» What the task asks
Return each line of the records below that contains the word "within".

» Data for this exercise
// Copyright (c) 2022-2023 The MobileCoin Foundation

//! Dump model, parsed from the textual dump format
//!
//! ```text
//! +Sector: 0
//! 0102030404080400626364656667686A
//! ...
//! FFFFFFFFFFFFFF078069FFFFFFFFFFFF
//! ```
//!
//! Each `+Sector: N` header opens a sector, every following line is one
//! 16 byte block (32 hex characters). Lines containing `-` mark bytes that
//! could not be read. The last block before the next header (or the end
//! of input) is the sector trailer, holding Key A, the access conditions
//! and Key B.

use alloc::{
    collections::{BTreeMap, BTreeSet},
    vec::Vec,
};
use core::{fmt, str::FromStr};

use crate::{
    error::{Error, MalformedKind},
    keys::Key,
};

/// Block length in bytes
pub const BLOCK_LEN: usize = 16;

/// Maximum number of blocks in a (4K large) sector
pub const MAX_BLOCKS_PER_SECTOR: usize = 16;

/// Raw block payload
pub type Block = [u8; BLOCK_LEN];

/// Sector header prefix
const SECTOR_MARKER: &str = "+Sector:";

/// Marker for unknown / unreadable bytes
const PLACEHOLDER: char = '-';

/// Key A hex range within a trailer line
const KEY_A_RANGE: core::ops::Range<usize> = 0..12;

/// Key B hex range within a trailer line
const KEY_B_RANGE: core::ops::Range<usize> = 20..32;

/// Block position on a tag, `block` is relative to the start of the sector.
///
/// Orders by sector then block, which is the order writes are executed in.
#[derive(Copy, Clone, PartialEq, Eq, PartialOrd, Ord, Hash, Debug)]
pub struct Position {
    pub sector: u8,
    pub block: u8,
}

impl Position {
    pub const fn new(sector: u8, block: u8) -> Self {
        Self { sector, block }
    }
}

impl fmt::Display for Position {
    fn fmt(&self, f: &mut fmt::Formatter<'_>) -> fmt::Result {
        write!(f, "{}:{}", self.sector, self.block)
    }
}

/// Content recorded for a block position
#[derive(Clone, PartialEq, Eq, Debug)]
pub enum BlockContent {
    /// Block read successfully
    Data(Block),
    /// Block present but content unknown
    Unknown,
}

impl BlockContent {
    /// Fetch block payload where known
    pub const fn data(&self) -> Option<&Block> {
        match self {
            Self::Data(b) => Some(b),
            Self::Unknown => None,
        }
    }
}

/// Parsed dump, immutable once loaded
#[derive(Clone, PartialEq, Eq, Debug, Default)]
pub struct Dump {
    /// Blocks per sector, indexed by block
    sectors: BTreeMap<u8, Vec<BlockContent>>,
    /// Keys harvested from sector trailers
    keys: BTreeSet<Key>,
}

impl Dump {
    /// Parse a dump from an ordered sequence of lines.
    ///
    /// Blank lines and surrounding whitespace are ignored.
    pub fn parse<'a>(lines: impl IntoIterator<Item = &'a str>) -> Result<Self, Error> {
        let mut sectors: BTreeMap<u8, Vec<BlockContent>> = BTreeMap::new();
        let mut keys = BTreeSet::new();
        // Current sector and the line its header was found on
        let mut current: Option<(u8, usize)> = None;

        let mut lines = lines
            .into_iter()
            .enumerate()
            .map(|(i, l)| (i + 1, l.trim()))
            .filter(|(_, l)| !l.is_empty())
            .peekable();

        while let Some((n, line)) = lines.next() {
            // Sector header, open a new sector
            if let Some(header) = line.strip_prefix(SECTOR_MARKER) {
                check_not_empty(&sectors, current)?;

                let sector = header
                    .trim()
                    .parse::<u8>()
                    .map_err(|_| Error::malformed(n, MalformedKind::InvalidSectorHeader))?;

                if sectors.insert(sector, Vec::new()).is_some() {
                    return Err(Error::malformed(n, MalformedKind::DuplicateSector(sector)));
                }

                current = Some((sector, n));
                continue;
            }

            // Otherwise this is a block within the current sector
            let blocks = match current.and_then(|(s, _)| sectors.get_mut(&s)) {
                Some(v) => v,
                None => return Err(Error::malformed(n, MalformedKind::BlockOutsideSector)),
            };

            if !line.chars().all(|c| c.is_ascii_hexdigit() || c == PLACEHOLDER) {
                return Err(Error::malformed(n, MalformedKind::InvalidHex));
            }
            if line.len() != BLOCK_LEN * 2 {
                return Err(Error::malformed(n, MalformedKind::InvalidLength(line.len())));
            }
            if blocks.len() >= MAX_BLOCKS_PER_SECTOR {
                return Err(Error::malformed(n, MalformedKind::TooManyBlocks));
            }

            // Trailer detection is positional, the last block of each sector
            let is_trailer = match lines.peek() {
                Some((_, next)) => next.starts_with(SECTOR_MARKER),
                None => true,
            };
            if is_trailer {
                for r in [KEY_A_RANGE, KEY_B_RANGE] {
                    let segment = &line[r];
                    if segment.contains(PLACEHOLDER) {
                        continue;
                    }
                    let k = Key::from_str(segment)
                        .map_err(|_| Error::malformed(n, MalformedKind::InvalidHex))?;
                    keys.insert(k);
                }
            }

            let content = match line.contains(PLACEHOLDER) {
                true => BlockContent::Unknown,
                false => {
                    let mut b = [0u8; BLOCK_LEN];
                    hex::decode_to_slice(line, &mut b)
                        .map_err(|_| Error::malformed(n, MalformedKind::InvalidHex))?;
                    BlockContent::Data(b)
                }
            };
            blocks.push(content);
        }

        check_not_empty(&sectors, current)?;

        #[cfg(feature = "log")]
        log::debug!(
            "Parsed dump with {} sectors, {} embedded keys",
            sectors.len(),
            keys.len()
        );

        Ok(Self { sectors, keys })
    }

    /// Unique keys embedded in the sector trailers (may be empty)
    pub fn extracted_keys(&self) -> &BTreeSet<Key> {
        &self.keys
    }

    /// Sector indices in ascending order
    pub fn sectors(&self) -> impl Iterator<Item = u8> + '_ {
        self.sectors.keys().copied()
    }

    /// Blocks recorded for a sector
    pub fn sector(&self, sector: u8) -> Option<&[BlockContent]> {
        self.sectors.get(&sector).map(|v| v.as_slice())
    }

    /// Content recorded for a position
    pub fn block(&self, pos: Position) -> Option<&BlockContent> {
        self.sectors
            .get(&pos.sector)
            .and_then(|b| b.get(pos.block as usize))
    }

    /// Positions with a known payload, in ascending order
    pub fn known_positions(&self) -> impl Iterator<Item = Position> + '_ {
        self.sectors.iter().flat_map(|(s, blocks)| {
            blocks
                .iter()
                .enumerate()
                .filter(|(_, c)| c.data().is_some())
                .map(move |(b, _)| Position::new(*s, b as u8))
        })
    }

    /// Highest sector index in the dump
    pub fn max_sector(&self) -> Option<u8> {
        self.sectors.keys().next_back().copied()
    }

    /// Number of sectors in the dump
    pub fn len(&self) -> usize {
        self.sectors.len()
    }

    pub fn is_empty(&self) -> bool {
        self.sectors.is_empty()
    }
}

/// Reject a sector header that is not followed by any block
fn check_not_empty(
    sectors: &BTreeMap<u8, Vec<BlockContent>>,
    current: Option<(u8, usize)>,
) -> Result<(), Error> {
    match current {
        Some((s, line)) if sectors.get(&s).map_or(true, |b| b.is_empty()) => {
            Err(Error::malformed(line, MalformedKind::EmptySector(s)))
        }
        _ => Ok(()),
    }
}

...

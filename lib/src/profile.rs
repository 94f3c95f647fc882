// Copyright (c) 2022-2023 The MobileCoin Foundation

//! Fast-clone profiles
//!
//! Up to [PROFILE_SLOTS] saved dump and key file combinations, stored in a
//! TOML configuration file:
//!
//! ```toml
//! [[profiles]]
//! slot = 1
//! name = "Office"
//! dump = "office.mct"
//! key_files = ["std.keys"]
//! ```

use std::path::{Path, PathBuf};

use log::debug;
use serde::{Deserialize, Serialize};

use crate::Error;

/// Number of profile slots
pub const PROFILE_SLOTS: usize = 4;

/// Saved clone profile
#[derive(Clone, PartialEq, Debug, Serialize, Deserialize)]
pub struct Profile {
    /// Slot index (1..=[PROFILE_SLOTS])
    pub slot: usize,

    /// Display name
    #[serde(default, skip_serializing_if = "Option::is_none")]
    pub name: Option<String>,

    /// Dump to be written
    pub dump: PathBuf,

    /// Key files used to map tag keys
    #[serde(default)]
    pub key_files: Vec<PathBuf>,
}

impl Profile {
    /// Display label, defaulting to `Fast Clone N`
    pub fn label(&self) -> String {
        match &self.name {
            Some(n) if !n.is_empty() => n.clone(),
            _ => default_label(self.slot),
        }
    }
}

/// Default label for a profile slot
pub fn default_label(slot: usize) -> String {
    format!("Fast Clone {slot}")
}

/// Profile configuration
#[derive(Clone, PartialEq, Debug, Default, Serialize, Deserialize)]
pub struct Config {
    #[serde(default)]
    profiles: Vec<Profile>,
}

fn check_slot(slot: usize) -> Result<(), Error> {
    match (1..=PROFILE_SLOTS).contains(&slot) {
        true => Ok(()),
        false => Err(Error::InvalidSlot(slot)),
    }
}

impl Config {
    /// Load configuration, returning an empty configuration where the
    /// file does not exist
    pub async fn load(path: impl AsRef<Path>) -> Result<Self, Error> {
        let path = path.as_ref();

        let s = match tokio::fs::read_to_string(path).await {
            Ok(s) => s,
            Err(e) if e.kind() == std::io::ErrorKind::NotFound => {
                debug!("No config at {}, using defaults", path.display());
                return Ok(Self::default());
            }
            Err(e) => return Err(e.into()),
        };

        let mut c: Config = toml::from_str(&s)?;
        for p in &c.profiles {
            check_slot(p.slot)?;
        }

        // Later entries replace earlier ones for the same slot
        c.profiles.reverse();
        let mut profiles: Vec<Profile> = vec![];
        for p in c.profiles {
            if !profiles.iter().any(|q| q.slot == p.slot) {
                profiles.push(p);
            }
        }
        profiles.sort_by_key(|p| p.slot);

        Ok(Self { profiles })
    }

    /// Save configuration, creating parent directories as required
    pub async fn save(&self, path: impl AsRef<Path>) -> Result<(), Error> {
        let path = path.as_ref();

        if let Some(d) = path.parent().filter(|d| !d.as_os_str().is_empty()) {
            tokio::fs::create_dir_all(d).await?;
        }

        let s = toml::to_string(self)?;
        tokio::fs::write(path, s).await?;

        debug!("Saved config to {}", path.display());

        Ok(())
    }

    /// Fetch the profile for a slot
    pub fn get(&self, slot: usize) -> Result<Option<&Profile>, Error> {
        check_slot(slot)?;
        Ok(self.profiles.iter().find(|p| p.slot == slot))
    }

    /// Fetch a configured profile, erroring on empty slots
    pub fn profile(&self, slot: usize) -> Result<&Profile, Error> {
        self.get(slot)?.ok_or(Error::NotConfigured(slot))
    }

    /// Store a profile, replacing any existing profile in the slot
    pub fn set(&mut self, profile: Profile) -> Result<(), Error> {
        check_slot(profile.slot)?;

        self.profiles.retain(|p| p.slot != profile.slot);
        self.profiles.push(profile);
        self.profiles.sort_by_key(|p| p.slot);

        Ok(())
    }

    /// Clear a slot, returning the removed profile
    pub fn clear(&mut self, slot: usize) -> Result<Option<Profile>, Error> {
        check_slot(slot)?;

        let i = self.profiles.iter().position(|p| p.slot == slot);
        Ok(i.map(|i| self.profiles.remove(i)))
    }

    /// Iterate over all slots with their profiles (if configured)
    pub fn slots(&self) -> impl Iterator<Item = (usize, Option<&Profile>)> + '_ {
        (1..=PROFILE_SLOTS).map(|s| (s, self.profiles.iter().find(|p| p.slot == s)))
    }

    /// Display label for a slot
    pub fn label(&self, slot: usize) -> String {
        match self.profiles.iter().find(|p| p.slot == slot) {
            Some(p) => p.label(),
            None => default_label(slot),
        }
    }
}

---

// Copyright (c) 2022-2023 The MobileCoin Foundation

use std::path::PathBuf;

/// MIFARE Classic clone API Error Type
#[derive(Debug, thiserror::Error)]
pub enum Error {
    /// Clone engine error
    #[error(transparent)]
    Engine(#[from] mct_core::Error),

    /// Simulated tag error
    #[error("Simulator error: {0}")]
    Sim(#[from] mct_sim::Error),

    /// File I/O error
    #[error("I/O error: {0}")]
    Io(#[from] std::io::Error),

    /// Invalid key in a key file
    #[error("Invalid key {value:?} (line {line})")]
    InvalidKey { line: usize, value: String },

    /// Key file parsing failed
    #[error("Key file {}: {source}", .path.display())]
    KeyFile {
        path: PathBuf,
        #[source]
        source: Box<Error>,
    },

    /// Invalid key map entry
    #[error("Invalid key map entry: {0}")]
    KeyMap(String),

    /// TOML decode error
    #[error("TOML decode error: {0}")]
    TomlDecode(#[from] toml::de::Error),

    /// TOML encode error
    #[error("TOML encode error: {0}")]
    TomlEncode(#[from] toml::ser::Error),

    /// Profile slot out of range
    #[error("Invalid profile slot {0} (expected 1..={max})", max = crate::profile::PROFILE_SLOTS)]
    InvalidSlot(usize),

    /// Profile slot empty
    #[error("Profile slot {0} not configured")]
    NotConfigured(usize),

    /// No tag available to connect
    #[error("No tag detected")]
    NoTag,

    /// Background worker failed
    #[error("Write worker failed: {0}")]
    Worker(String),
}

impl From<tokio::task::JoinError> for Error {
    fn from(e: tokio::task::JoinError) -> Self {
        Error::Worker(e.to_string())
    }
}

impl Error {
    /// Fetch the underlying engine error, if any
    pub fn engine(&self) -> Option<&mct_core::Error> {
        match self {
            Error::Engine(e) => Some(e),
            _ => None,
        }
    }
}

» Result of this task
/// Key A hex range within a trailer line
/// Key B hex range within a trailer line
            // Otherwise this is a block within the current sector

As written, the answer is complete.